This is cool in theory, but kind of annoying if you are trying to modify the roll with something like Favored by the Gods from Divine Soul Sorcerer that specifically can activate if you fail the roll.
You add an additional 2d4 to your attack/save that fails.
I’m not sure if ANY other dice modifications work after knowing failure, but I know this one does. I know when I play divine souls I always like to save it for those random Int/Wis saves that’ll get ya.
It might work like how my table handles the shield spell but in reverse. For example…
DM rolls attack against Pat’s Tiefling Wizard named Tim.
DM: I am rolling the goblin’s attack. Pat, what’s Tim’s AC?
Pat: 15.
DM rolls a 16. Does not tell anyone.
DM: Okay, the goblin hits you. I know you have at least one possible reaction, what does Tim do?
Pat: Tim casts shield! His AC is now 20.
DM: The attack misses!
DM then describes to the Party how the goblin arrow slings towards Tim, stopping only when it gets stuck in a last second distortion of abjuration magics.
The ability Favored by the Gods can ONLY activate if you fail the save/attack roll. Here’s the RAW.
Starting at 1st level, divine power guards your destiny. If you fail a saving throw or miss with an attack roll, you can roll 2d4 and add it to the total, possibly changing the outcome.
So I get that yes I wouldn’t know the number I would fail by (rolling a 2 vs DC 20 or rolling a 15 vs DC20) but this ability would never be useful for Wis saves. Which feels bad.
I do like that shield method, and have used it for shield and counterspell in past games.
Still worse, since you don’t know how low you rolled. If you get a 11 on an attack and miss, but you have a bardic inspiration and you know a 14 hit last round, you can safely assume that your chance of success is reasonable, while the inspiration would be wasted if you rolled 7. It just takes away from the strategic nature of the game.
Well, yes, more precise information is always going to make your decisions easier, so of course less makes it harder. That’s not necessarily a bad thing though; perhaps your DM is just running the kind of game where you need to make those calls based off something diagetic to the game, like their combat descriptions (“You shoot the orc square in the chest but the arrow shatters harmlessly on his armor!”) or monster research or something.

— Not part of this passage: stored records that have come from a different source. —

/// `.jsonl` files directly inside `dir` with their modification times.
fn jsonl_files(dir: &Path) -> Vec<(PathBuf, SystemTime)> {
    let Ok(entries) = std::fs::read_dir(dir) else {
        return Vec::new();
    };
    entries
        .filter_map(Result::ok)
        .map(|entry| entry.path())
        .filter(|path| path.is_file() && has_extension(path, "jsonl"))
        .filter_map(|path| {
            let modified = modified_time(&path)?;
            Some((path, modified))
        })
        .collect()
}

/// Session files in `root` itself and in each project directory below it.
fn all_session_files(root: &Path) -> Vec<(PathBuf, SystemTime)> {
    let mut files = jsonl_files(root);
    if let Ok(entries) = std::fs::read_dir(root) {
        for entry in entries.filter_map(Result::ok) {
            let path = entry.path();
            if path.is_dir() {
                files.extend(jsonl_files(&path));
            }
        }
    }
    files
}

/// Find the most recent session file in a directory.
///
/// Searches for `.jsonl` files and returns the one with the most
/// recent modification time.
#[must_use]
pub fn find_latest_session(dir: &Path) -> Option<PathBuf> {
    jsonl_files(dir)
        .into_iter()
        .max_by_key(|(_, modified)| *modified)
        .map(|(path, _)| path)
}

/// Find the most recent session across all project directories in `root`.
///
/// With a `project_filter`, only project directories whose name contains
/// the filter are considered.
#[must_use]
pub fn find_latest_in_root(root: &Path, project_filter: Option<&str>) -> Option<PathBuf> {
    let entries = std::fs::read_dir(root).ok()?;
    entries
        .filter_map(Result::ok)
        .map(|entry| entry.path())
        .filter(|path| path.is_dir())
        .filter(|path| {
            project_filter.map_or(true, |filter| {
                path.file_name()
                    .is_some_and(|name| name.to_string_lossy().contains(filter))
            })
        })
        .flat_map(|dir| jsonl_files(&dir))
        .max_by_key(|(_, modified)| *modified)
        .map(|(path, _)| path)
}

/// Find a session file by its exact session ID.
#[must_use]
pub fn find_session_by_id(sessions_dir: &Path, session_id: &str) -> Option<PathBuf> {
    let session_file = sessions_dir.join(format!("{session_id}.jsonl"));
    session_file.is_file().then_some(session_file)
}

/// Resolve a full or partial session id to a file under `root`.
///
/// An exact stem match beats a prefix match, which beats a substring
/// match; within one tier the most recently modified file wins. A value
/// that is already an existing file path is returned as-is.
#[must_use]
pub fn resolve_session(root: &Path, partial: &str) -> Option<PathBuf> {
    let direct = PathBuf::from(partial);
    if direct.is_file() {
        return Some(direct);
    }
    if partial.is_empty() {
        return None;
    }

    all_session_files(root)
        .into_iter()
        .filter_map(|(path, modified)| {
            let stem = path.file_stem()?.to_string_lossy().into_owned();
            let tier = if stem == partial {
                0
            } else if stem.starts_with(partial) {
                1
            } else if stem.contains(partial) {
                2
            } else {
                return None;
            };
            Some((tier, modified, path))
        })
        .min_by(|a, b| a.0.cmp(&b.0).then_with(|| b.1.cmp(&a.1)))
        .map(|(_, _, path)| path)
}

/// Subagent directory belonging to a session file.
///
/// Claude Code stores subagent conversations of `<dir>/<id>.jsonl` in
/// `<dir>/<id>/subagents/`. The directory may not exist yet.
#[must_use]
pub fn subagents_dir_for(session_path: &Path) -> Option<PathBuf> {
    let parent = session_path.parent()?;
    let stem = session_path.file_stem()?;
    Some(parent.join(stem).join("subagents"))
}

/// Extract agent ID from a subagent filename.
///
/// Subagent files are named `agent-<id>.jsonl`. This function extracts
/// the `<id>` portion.
///
/// # Examples
///
/// ```
/// use agent_tail::watcher::extract_agent_id;
///
/// assert_eq!(extract_agent_id("agent-abc1234.jsonl"), Some("abc1234".to_string()));
/// assert_eq!(extract_agent_id("session.jsonl"), None);
/// ```
#[must_use]
pub fn extract_agent_id(filename: &str) -> Option<String> {
    let stem = filename.strip_suffix(".jsonl")?;
    let id = stem.strip_prefix("agent-")?;
    if id.is_empty() {
        None
    } else {
        Some(id.to_string())
    }
}

/// File name of the transcript for subagent `id`.
#[must_use]
pub fn agent_file_name(id: &str) -> String {
    format!("agent-{id}.jsonl")
}

/// Discover all subagent files in a subagents directory.
///
/// Returns a list of (`agent_id`, path) tuples for each subagent file whose
/// id passes [`is_valid_agent_id`].
///
/// # Errors
///
/// Returns an error if the directory cannot be read.
pub fn discover_subagent_files(
    subagents_dir: &Path,
) -> Result<Vec<(String, PathBuf)>, WatcherError> {
    let entries = std::fs::read_dir(subagents_dir)?;

    let mut agents = Vec::new();
    for entry in entries.flatten() {
        let path = entry.path();
        if has_extension(&path, "jsonl") {
            if let Some(filename) = path.file_name().and_then(|n| n.to_str()) {
                match extract_agent_id(filename) {
                    Some(agent_id) if is_valid_agent_id(&agent_id) => agents.push((agent_id, path)),
                    _ => {}
                }
            }
        }
    }

    Ok(agents)
}

const MAX_SCAN_DEPTH: usize = 4;

/// Document transcripts (`.json`) below `root`, at most a few levels deep.
fn document_files(root: &Path) -> Vec<(PathBuf, DateTime<Utc>)> {
    let mut files = Vec::new();
    let mut stack = vec![(root.to_path_buf(), 0usize)];
    while let Some((dir, depth)) = stack.pop() {
        let Ok(entries) = std::fs::read_dir(&dir) else {
            continue;
        };
        for entry in entries.filter_map(Result::ok) {
            let path = entry.path();
            if path.is_dir() {
                if depth < MAX_SCAN_DEPTH {
                    stack.push((path, depth + 1));
                }
            } else if has_extension(&path, "json") {
                if let Some(modified) = modified_time(&path) {
                    files.push((path, DateTime::<Utc>::from(modified)));
                }
            }
        }
    }
    files
}

/// Working directory recorded in a document transcript's top-level `cwd`.
fn read_document_cwd(path: &Path) -> Option<String> {
    let content = std::fs::read_to_string(path).ok()?;
    let value: serde_json::Value = serde_json::from_str(&content).ok()?;
    value.get("cwd")?.as_str().map(str::to_string)
}

/// Find the newest document transcript under `root` recorded for `cwd`.
///
/// Files whose modification time matches the index are not re-read; the
/// index is rebuilt from the scan so the caller can persist it.
pub fn locate_by_cwd(root: &Path, cwd: &str, index: &mut SessionIndex) -> Option<PathBuf> {
    let mut rebuilt: HashMap<String, Vec<IndexedSource>> = HashMap::new();

    for (path, modified) in document_files(root) {
        let owner = match index.cwd_for(&path, modified) {
            Some(known) => Some(known.to_string()),
            None => read_document_cwd(&path),
        };
        if let Some(owner) = owner {
            rebuilt
                .entry(owner)
                .or_default()
                .push(IndexedSource { path, modified });
        }
    }

    index.replace_all(rebuilt);
    index
        .lookup(cwd)
        .iter()
        .max_by_key(|source| source.modified)
        .map(|source| source.path.clone())
}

Or perhaps it’s the kind of game that thrives on drama, and you just gotta take your shots sometimes and let the dice fall where they may.
And yeah, theoretically it feels bad to waste a buff on an enemy you’d never be able to actually hit, but because you don’t know the numbers, you don’t know you could never hit. You’re faced with a big scary monster, you try to hit it and can’t, you run away. The arc of that encounter is the same regardless of which abilities you used. It only becomes relevant if the DM decides to hit you with another encounter, which presumably they only do if they think your lacking-that-ability would make for another exciting narrative moment. In which case, you’d only be screwing yourself out of that dramatic moment if you’d conserved your ability. It all just depends on what kind of game you’re at, whether it prioritizes the gamist mechanical rewards or the narratavist dramatic rewards.
Likewise, sometimes you’re going to “waste” your buff on some overkill, but you won’t know that either; you’ll simply be told “Bardman McBardo’s inspiring music gives you the vigor you need to waste that guy” and get to feel good about winning your encounter. The emotions average out.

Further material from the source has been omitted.